[Stored data]
//! The `notebook.toml` configuration file.
//!
//! Every key is optional. Device names, patterns and page number positions are
//! kept as plain strings here and only checked when the settings are turned into
//! a [`NotebookConfig`], so a typo surfaces as the same
//! [`NotebookError::InvalidParameter`] or [`NotebookError::UnknownDevice`] the
//! library reports.

use crate::batch::BatchSettings;
use crate::error::{NotebookError, Result};
use crate::notebook::{
    MarginOverrides, NotebookConfig, NotebookConfigBuilder, PageNumberPosition, PageSize,
    TitleMetadata,
};
use crate::registry::{self, PatternKind};
use crate::units::{Mm, Pt};
use anyhow::Context;
use serde::{Deserialize, Serialize};
use std::path::{Path, PathBuf};

pub const DEFAULT_CONFIG_FILE: &str = "notebook.toml";

/// Complete configuration for ink-notebook.
#[derive(Debug, Clone, Default, PartialEq, Serialize, Deserialize)]
pub struct Configuration {
    #[serde(default)]
    pub notebook: NotebookSettings,
    #[serde(default)]
    pub batch: BatchSection,
}

impl Configuration {
    pub fn load<P: AsRef<Path>>(path: P) -> anyhow::Result<Configuration> {
        let path = path.as_ref();
        let contents = std::fs::read_to_string(path)
            .with_context(|| format!("Failed to load {} contents", path.display()))?;
        toml::from_str(&contents)
            .with_context(|| format!("Failed to parse TOML in {}", path.display()))
    }
}

/// A device name or an explicit `[width_mm, height_mm]` pair.
#[derive(Debug, Clone, PartialEq, Serialize, Deserialize)]
#[serde(untagged)]
pub enum PageSizeSetting {
    Named(String),
    Dimensions([f32; 2]),
}

impl PageSizeSetting {
    pub fn resolve(&self) -> Result<PageSize> {
        match self {
            PageSizeSetting::Named(name) => registry::resolve(name).map(PageSize::Device),
            PageSizeSetting::Dimensions([width, height]) => Ok(PageSize::Custom {
                width: Mm(*width),
                height: Mm(*height),
            }),
        }
    }
}

impl Default for PageSizeSetting {
    fn default() -> Self {
        PageSizeSetting::Named("a4".to_string())
    }
}

/// The `[notebook]` table.
#[derive(Debug, Clone, PartialEq, Serialize, Deserialize)]
#[serde(default)]
pub struct NotebookSettings {
    /// Output file for `render`
    pub outfile: PathBuf,
    pub num_pages: usize,
    pub page_size: PageSizeSetting,
    pub page_pattern: String,
    pub spacing_mm: f32,
    /// Dot radius in points
    pub dot_radius: f32,
    pub page_number_position: String,
    pub include_title_page: bool,
    pub include_toc: bool,
    pub toc_line_spacing_mm: f32,
    #[serde(skip_serializing_if = "Option::is_none")]
    pub serif_font: Option<PathBuf>,
    #[serde(skip_serializing_if = "MarginOverrides::is_empty")]
    pub margins: MarginOverrides,
    pub title_page: TitleMetadata,
}

impl Default for NotebookSettings {
    fn default() -> Self {
        NotebookSettings {
            outfile: PathBuf::from("notebook.pdf"),
            num_pages: NotebookConfig::DEFAULT_NUM_PAGES,
            page_size: PageSizeSetting::default(),
            page_pattern: PatternKind::Dots.name().to_string(),
            spacing_mm: NotebookConfig::DEFAULT_SPACING_MM,
            dot_radius: NotebookConfig::DEFAULT_DOT_RADIUS_PT,
            page_number_position: PageNumberPosition::LowerLeft.name().to_string(),
            include_title_page: true,
            include_toc: true,
            toc_line_spacing_mm: NotebookConfig::DEFAULT_TOC_LINE_SPACING_MM,
            serif_font: None,
            margins: MarginOverrides::default(),
            title_page: TitleMetadata::default(),
        }
    }
}

impl NotebookSettings {
    /// Everything except the page size, which batch runs set per job.
    fn common_builder(&self) -> Result<NotebookConfigBuilder> {
        let mut builder = NotebookConfig::builder();
        builder
            .num_pages(self.num_pages)
            .pattern(self.page_pattern.parse::<PatternKind>()?)
            .spacing(Mm(self.spacing_mm))
            .dot_radius(Pt(self.dot_radius))
            .margins(self.margins)
            .page_number_position(PageNumberPosition::parse_optional(
                &self.page_number_position,
            )?)
            .include_title_page(self.include_title_page)
            .include_toc(self.include_toc)
            .toc_line_spacing(Mm(self.toc_line_spacing_mm))
            .title_metadata(self.title_page.clone());
        if let Some(serif_font) = &self.serif_font {
            builder.serif_font(serif_font.clone());
        }
        Ok(builder)
    }

    pub fn builder(&self) -> Result<NotebookConfigBuilder> {
        let mut builder = self.common_builder()?;
        builder.page_size(self.page_size.resolve()?);
        Ok(builder)
    }

    pub fn to_config(&self) -> Result<NotebookConfig> {
        self.builder()?.build()
    }
}

/// The `[batch]` table.
#[derive(Debug, Clone, PartialEq, Serialize, Deserialize)]
#[serde(default)]
pub struct BatchSection {
    pub devices: Vec<String>,
    pub patterns: Vec<String>,
    pub num_pages: usize,
    pub output_dir: PathBuf,
    pub parallel: bool,
    pub skip_existing: bool,
}

impl Default for BatchSection {
    fn default() -> Self {
        BatchSection {
            devices: registry::default_batch_devices(),
            patterns: PatternKind::all()
                .iter()
                .map(|p| p.name().to_string())
                .collect(),
            num_pages: BatchSettings::DEFAULT_NUM_PAGES,
            output_dir: PathBuf::from("."),
            parallel: false,
            skip_existing: false,
        }
    }
}

impl BatchSection {
    pub fn patterns(&self) -> Result<Vec<PatternKind>> {
        self.patterns.iter().map(|p| p.parse()).collect()
    }

    /// Batch settings using `notebook` for everything but size and pattern.
    pub fn settings(&self, notebook: &NotebookSettings) -> Result<BatchSettings> {
        if self.num_pages == 0 {
            return Err(NotebookError::invalid("batch num_pages must be at least 1"));
        }
        Ok(BatchSettings {
            template: notebook.common_builder()?,
            num_pages: self.num_pages,
            output_dir: self.output_dir.clone(),
            parallel: self.parallel,
            skip_existing: self.skip_existing,
        })
    }
}

#[cfg(test)]
mod test {
    use super::*;

    #[test]
    fn empty_file_uses_defaults() {
        let config: Configuration = toml::from_str("").expect("can parse empty config");
        assert_eq!(config, Configuration::default());

        let notebook = config.notebook.to_config().expect("defaults are valid");
        assert_eq!(notebook.page_size.display_name(), "A4");
        assert_eq!(notebook.pattern, PatternKind::Dots);
        assert_eq!(config.batch.devices.len(), 16);
        assert_eq!(config.batch.patterns().unwrap(), PatternKind::all());
        assert_eq!(config.batch.num_pages, 256);
    }

    #[test]
    fn can_parse_full_config() {
        let config: Configuration = toml::from_str(
            r#"
            [notebook]
            outfile = "journal.pdf"
            num_pages = 64
            page_size = "rm2"
            page_pattern = "Grid"
            spacing_mm = 6.0
            page_number_position = "upper-middle"
            include_toc = false

            [notebook.margins]
            left = 8.0

            [notebook.title_page]
            title = "Journal"
            tags = ["work", "2026"]

            [batch]
            devices = ["move", "booxnoteair"]
            patterns = ["lines"]
            output_dir = "out"
            parallel = true
            "#,
        )
        .expect("can parse config");

        let notebook = config.notebook.to_config().expect("valid notebook");
        assert_eq!(notebook.num_pages, 64);
        assert_eq!(notebook.page_size.display_name(), "reMarkable 2");
        assert_eq!(notebook.pattern, PatternKind::Grid);
        assert_eq!(notebook.spacing, Mm(6.0));
        assert_eq!(
            notebook.page_number_position,
            Some(PageNumberPosition::UpperMiddle)
        );
        assert!(!notebook.include_toc);
        assert!(notebook.include_title_page);
        assert_eq!(notebook.margins.left, Mm(8.0));
        assert_eq!(notebook.margins.right, Mm(5.0));
        assert_eq!(notebook.title_metadata.title.as_deref(), Some("Journal"));
        assert_eq!(notebook.title_metadata.tags.len(), 2);

        let settings = config.batch.settings(&config.notebook).unwrap();
        assert!(settings.parallel);
        assert_eq!(settings.output_dir, PathBuf::from("out"));
        assert_eq!(config.batch.patterns().unwrap(), vec![PatternKind::Lines]);
    }

    #[test]
    fn page_size_can_be_explicit_dimensions() {
        let config: Configuration = toml::from_str(
            r#"
            [notebook]
            page_size = [120.0, 180.0]
            "#,
        )
        .unwrap();
        let notebook = config.notebook.to_config().unwrap();
        assert_eq!(
            notebook.page_size,
            PageSize::Custom {
                width: Mm(120.0),
                height: Mm(180.0)
            }
        );
    }

    #[test]
    fn unbounded_page_dimensions_are_invalid() {
        for page_size in ["[inf, 200.0]", "[120.0, nan]", "[1e7, 1e7]"] {
            let config: Configuration = toml::from_str(&format!(
                "[notebook]\npage_size = {page_size}\ninclude_toc = false\n"
            ))
            .unwrap();
            assert!(
                matches!(
                    config.notebook.to_config(),
                    Err(NotebookError::InvalidParameter(_))
                ),
                "{page_size}"
            );
        }
    }

    #[test]
    fn page_numbers_can_be_turned_off() {
        let config: Configuration = toml::from_str(
            r#"
            [notebook]
            page_number_position = "none"
            "#,
        )
        .unwrap();
        assert_eq!(config.notebook.to_config().unwrap().page_number_position, None);
    }

    #[test]
    fn bad_names_are_reported_at_build_time() {
        let mut settings = NotebookSettings {
            page_pattern: "hexagons".to_string(),
            ..Default::default()
        };
        assert!(matches!(
            settings.to_config(),
            Err(NotebookError::InvalidParameter(_))
        ));

        settings.page_pattern = "dots".to_string();
        settings.page_size = PageSizeSetting::Named("kindle".to_string());
        assert!(matches!(
            settings.to_config(),
            Err(NotebookError::UnknownDevice(_))
        ));
    }

    #[test]
    fn can_serialize_configuration() {
        let config = Configuration::default();
        let text = toml::to_string_pretty(&config).expect("can serialize configuration to TOML");
        let parsed: Configuration = toml::from_str(&text).expect("can parse it back");
        assert_eq!(parsed, config);
    }

    #[test]
    fn can_load_from_disk() {
        let dir = tempfile::tempdir().unwrap();
        let path = dir.path().join(DEFAULT_CONFIG_FILE);
        std::fs::write(&path, "[notebook]\nnum_pages = 3\n").unwrap();
        let config = Configuration::load(&path).unwrap();
        assert_eq!(config.notebook.num_pages, 3);

        assert!(Configuration::load(dir.path().join("missing.toml")).is_err());
    }
}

◆ TASK INSTRUCTIONS: Repeat exactly the lines from the line containing "let config = Configuration::load(&path).unwrap();" through the last line of the records above, including both, and nothing else.

◆ RESULT OF THE TASK:
        let config = Configuration::load(&path).unwrap();
        assert_eq!(config.notebook.num_pages, 3);

        assert!(Configuration::load(dir.path().join("missing.toml")).is_err());
    }
}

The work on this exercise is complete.